Courgette plants have a large leaf for such a stunted plant and more or less crawl across the ground with its short main stem. Fruits that directly touch the soil can rot in wet weather so it is advisable to mulch with straw or lay black plastic around the plants with a short cane tied to the main stem to keep it off the ground. Black plastic also helps warm up the soil so the plants will grow faster.
Courgettes are fast growing plants and respond well from a fertiliser like Bakker's fertiliser for flowering plants, or Bakker's Tomato Fertiliser. They really need it too! Give extra water in periods of drought and keep the bed weed free – pull them out instead of using a hoe, to prevent damage to the shallow roots. This will help them to continue growing well.

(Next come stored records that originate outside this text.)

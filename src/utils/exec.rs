//! External command execution utilities.
//!
//! Provides a Builder-based API for spawning external processes and
//! collecting their output.
//!
//! # Examples
//!
//! ```ignore
//! use crate::utils::exec::Cmd;
//!
//! let output = Cmd::new("pdflatex")
//!     .arg("-interaction=nonstopmode")
//!     .arg(&input)
//!     .cwd(&work_dir)
//!     .output()?;
//! ```

use std::{
    ffi::{OsStr, OsString},
    io,
    path::{Path, PathBuf},
    process::{Command, Output, Stdio},
};

// ============================================================================
// Builder API
// ============================================================================

/// Command builder for external process execution.
#[derive(Debug, Default, Clone)]
pub struct Cmd {
    program: OsString,
    args: Vec<OsString>,
    cwd: Option<PathBuf>,
}

impl Cmd {
    /// Create a new command builder.
    pub fn new<S: AsRef<OsStr>>(program: S) -> Self {
        Self {
            program: program.as_ref().to_owned(),
            ..Default::default()
        }
    }

    /// Add a single argument. Empty arguments are skipped.
    pub fn arg<S: AsRef<OsStr>>(mut self, arg: S) -> Self {
        let arg = arg.as_ref();
        if !arg.is_empty() {
            self.args.push(arg.to_owned());
        }
        self
    }

    /// Add multiple arguments. Empty arguments are skipped.
    pub fn args<I, S>(mut self, args: I) -> Self
    where
        I: IntoIterator<Item = S>,
        S: AsRef<OsStr>,
    {
        for arg in args {
            self = self.arg(arg);
        }
        self
    }

    /// Set working directory.
    pub fn cwd<P: AsRef<Path>>(mut self, dir: P) -> Self {
        self.cwd = Some(dir.as_ref().to_owned());
        self
    }

    /// Get the program name for messages.
    pub fn program_name(&self) -> String {
        self.program.to_string_lossy().to_string()
    }

    /// Arguments as they will be passed to the process.
    #[cfg(test)]
    pub fn get_args(&self) -> &[OsString] {
        &self.args
    }

    /// Spawn the process, wait for it and capture stdout/stderr.
    ///
    /// Stdin is closed so interactive programs cannot block on input.
    /// A non-zero exit is NOT an error here; callers inspect `status`.
    pub fn output(self) -> io::Result<Output> {
        let mut cmd = Command::new(&self.program);
        cmd.args(&self.args)
            .stdin(Stdio::null())
            .stdout(Stdio::piped())
            .stderr(Stdio::piped());

        if let Some(dir) = &self.cwd {
            cmd.current_dir(dir);
        }

        crate::debug!("exec"; "{} {:?}", self.program_name(), self.args);
        cmd.output()
    }
}

/// Concatenate captured stdout and stderr without altering either.
pub fn combined_output(output: &Output) -> String {
    let mut text = String::from_utf8_lossy(&output.stdout).into_owned();
    let stderr = String::from_utf8_lossy(&output.stderr);
    if !stderr.is_empty() {
        if !text.is_empty() && !text.ends_with('\n') {
            text.push('\n');
        }
        text.push_str(&stderr);
    }
    text
}

// ============================================================================
// Tests
// ============================================================================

Simply cut the courgette free from the plant with a sharp knife. Courgettes are best harvested when they are still small, at around 15-20 cm long. The more you pick, the more you will manage to grow! If you leave off harvesting, the courgettes will grow as big as 35-40 cm. This takes more energy from the plant and you will not harvest as many.
You might find sort of prickly growths on the shell of the fruit... just rub these off, they are harmless.
If you have a lot of plants, it is good to know that the flowers too are edible so also suitable for harvesting! You will need to harvest them early morning as they tend to wilt in the afternoon.
Sturdy, fast growers which mean that they become exhausted after a few months and produce fewer flowers, so less fruits. It is therefore advisable to sow again at the end of June to ensure a fresh supply of fruits in the 2nd half of the summer.